Electric vehicles are the main development direction of new energy vehicles, and the biggest safety hazard is the power cnhl 6s lipo battery.

Although there are quite a lot of regulations on the safety of the cnhl 6s lipo battery system and battery performance in China, due to the inherent chemical characteristics of the power battery, unstable factors in some special conditions will lead to spontaneous combustion, and the cnhl 6s of electric vehicles The thermal runaway rate of lipo battery is difficult to estimate, and it is more difficult to extinguish than traditional gasoline vehicles.

Today, CNHL will give you a comprehensive interpretation of the new safety technology and new trends of cnhl 6s lipo battery!

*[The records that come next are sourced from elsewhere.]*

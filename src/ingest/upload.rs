//! Media scan and upload
//!
//! Recordings live one directory below the media root
//! (`DCIM/<session>/<file>`). File names carry their metadata:
//! `<a>_<b>_<DDMMYYYYHHMMSS>[_...].<ext>`.

use std::fs::FileType;
use std::path::{Path, PathBuf};
use std::sync::Arc;
use tracing::{debug, info, warn};

use crate::remote::{MediaUploadService, UploadHeader};

/// Per-volume upload counters
#[derive(Debug, Clone, Copy, Default, PartialEq, Eq)]
pub struct UploadSummary {
    pub uploaded: u32,
    pub skipped: u32,
    pub failed: u32,
}

/// Metadata derived from a recording's file name
#[derive(Debug, Clone, PartialEq, Eq)]
pub struct MediaName {
    /// `YYYY-MM-DD`
    pub date: String,
    /// `HHMMSS`
    pub time: String,
    /// Lower-cased extension without the dot
    pub data_type: String,
}

/// Why a file name was not accepted as a recording
#[derive(Debug, Clone, PartialEq, Eq, thiserror::Error)]
pub enum NameError {
    /// Fewer than three underscore-separated fields
    #[error("fewer than three name fields")]
    TooFewFields,
    /// Third field does not start with 14 digits
    #[error("bad timestamp field {0:?}")]
    BadTimestamp(String),
}

/// Parse a recording file name
pub fn parse_media_name(path: &Path) -> Result<MediaName, NameError> {
    let stem = path
        .file_stem()
        .map(|s| s.to_string_lossy())
        .unwrap_or_default();
    let fields: Vec<&str> = stem.split('_').collect();
    if fields.len() < 3 {
        return Err(NameError::TooFewFields);
    }

    let stamp = fields[2];
    let digits = stamp.get(..14).filter(|d| d.bytes().all(|b| b.is_ascii_digit()));
    let digits = match digits {
        Some(d) => d,
        None => return Err(NameError::BadTimestamp(stamp.to_string())),
    };

    let day = &digits[0..2];
    let month = &digits[2..4];
    let year = &digits[4..8];

    Ok(MediaName {
        date: format!("{}-{}-{}", year, month, day),
        time: digits[8..14].to_string(),
        data_type: path
            .extension()
            .map(|e| e.to_string_lossy().to_lowercase())
            .unwrap_or_default(),
    })
}

/// Scans a card's media directory and uploads every recording
pub struct MediaUploader {
    service: Arc<dyn MediaUploadService>,
}

impl MediaUploader {
    pub fn new(service: Arc<dyn MediaUploadService>) -> Self {
        Self { service }
    }

    /// Upload all recordings below `media_root`, one at a time
    ///
    /// A file is deleted only after the service confirms it with a non-empty
    /// id; anything else leaves it on the card for a later pass.
    pub async fn upload_all(
        &self,
        media_root: &Path,
        device_serial: &str,
        user_id: &str,
    ) -> UploadSummary {
        let mut summary = UploadSummary::default();

        let sessions = match list_dir(media_root, true).await {
            Ok(dirs) => dirs,
            Err(e) => {
                warn!("Cannot scan {}: {}", media_root.display(), e);
                return summary;
            }
        };

        for session in sessions {
            let files = match list_dir(&session, false).await {
                Ok(files) => files,
                Err(e) => {
                    warn!("Cannot scan {}: {}", session.display(), e);
                    continue;
                }
            };

            for file in files {
                self.upload_one(&file, device_serial, user_id, &mut summary).await;
            }
        }

        info!(
            "Uploads from {}: {} uploaded, {} skipped, {} failed",
            media_root.display(),
            summary.uploaded,
            summary.skipped,
            summary.failed
        );
        summary
    }

    async fn upload_one(
        &self,
        file: &Path,
        device_serial: &str,
        user_id: &str,
        summary: &mut UploadSummary,
    ) {
        let name = match parse_media_name(file) {
            Ok(name) => name,
            Err(NameError::TooFewFields) => {
                debug!("Skipping {}: not a recording", file.display());
                summary.skipped += 1;
                return;
            }
            Err(NameError::BadTimestamp(field)) => {
                warn!("Skipping {}: bad timestamp field {:?}", file.display(), field);
                summary.skipped += 1;
                return;
            }
        };

        let datasize = match tokio::fs::metadata(file).await {
            Ok(meta) => meta.len(),
            Err(e) => {
                warn!("Cannot stat {}: {}", file.display(), e);
                summary.failed += 1;
                return;
            }
        };

        let header = UploadHeader {
            datestr: name.date,
            timestr: name.time,
            devicestr: device_serial.to_string(),
            userstr: user_id.to_string(),
            datatype: name.data_type,
            datasize,
        };

        info!("Uploading {} ({} bytes)", file.display(), datasize);
        let receipt = match self.service.upload_file(&header, file).await {
            Ok(receipt) => receipt,
            Err(e) => {
                warn!("Upload of {} failed: {}", file.display(), e);
                summary.failed += 1;
                return;
            }
        };

        if !receipt.is_confirmed() {
            warn!(
                "Upload of {} not confirmed (success={}, id={:?})",
                file.display(),
                receipt.success,
                receipt.assigned_id
            );
            summary.failed += 1;
            return;
        }

        match tokio::fs::remove_file(file).await {
            Ok(()) => {
                info!("Uploaded {} as {}", file.display(), receipt.assigned_id);
                summary.uploaded += 1;
            }
            Err(e) => {
                warn!(
                    "Uploaded {} as {} but could not delete it: {}",
                    file.display(),
                    receipt.assigned_id,
                    e
                );
                summary.failed += 1;
            }
        }
    }
}

/// Directory entries of one kind, in enumeration order
///
/// Only opening the directory can fail; an unreadable entry is logged and
/// skipped, and a failed read ends the listing with what was collected.
async fn list_dir(dir: &Path, dirs: bool) -> std::io::Result<Vec<PathBuf>> {
    let mut entries = tokio::fs::read_dir(dir).await?;
    let mut out = Vec::new();
    loop {
        let entry = match entries.next_entry().await {
            Ok(Some(entry)) => entry,
            Ok(None) => break,
            Err(e) => {
                warn!("Listing of {} cut short: {}", dir.display(), e);
                break;
            }
        };
        let path = entry.path();
        if let Some(path) = keep_entry(path, entry.file_type().await, dirs) {
            out.push(path);
        }
    }
    Ok(out)
}

fn keep_entry(
    path: PathBuf,
    file_type: std::io::Result<FileType>,
    dirs: bool,
) -> Option<PathBuf> {
    match file_type {
        Ok(t) if (dirs && t.is_dir()) || (!dirs && t.is_file()) => Some(path),
        Ok(_) => None,
        Err(e) => {
            warn!("Skipping unreadable entry {}: {}", path.display(), e);
            None
        }
    }
}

cnhl 6s lipo battery thermal runaway process:

The thermal runaway of the cnhl 6s lipo battery is caused by the fact that the heat generation rate of the cnhl 6s lipo battery is much higher than the heat dissipation rate, and a large amount of heat is accumulated and not dissipated in time. In essence, "thermal runaway" is an energy-positive feedback loop process: increased temperature causes the system to heat up, which in turn makes the system hotter. Without strict division, battery thermal runaway can be divided into three stages

Stage 1: Internal thermal runaway stage of cnhl 6s lipo battery
Due to internal short circuit, external heating, or the cnhl 6s lipo battery itself heats up during high current charging and discharging, the internal temperature of the battery rises to about 90℃~100℃, and the lithium salt LiPF6 begins to decompose;

for the chemical activity of the carbon negative electrode in the charged state Very high, close to metal lithium, the SEI film on the surface decomposes at high temperature, and the lithium ions embedded in the graphite react with the electrolyte and the binder, which further pushes the temperature of the cnhl 6s lipo battery to 150 ℃, and there are new products at this temperature. The violent exothermic reaction occurs, for example, a large amount of electrolyte is decomposed to generate PF5, and PF5 further catalyzes the decomposition reaction of organic solvents.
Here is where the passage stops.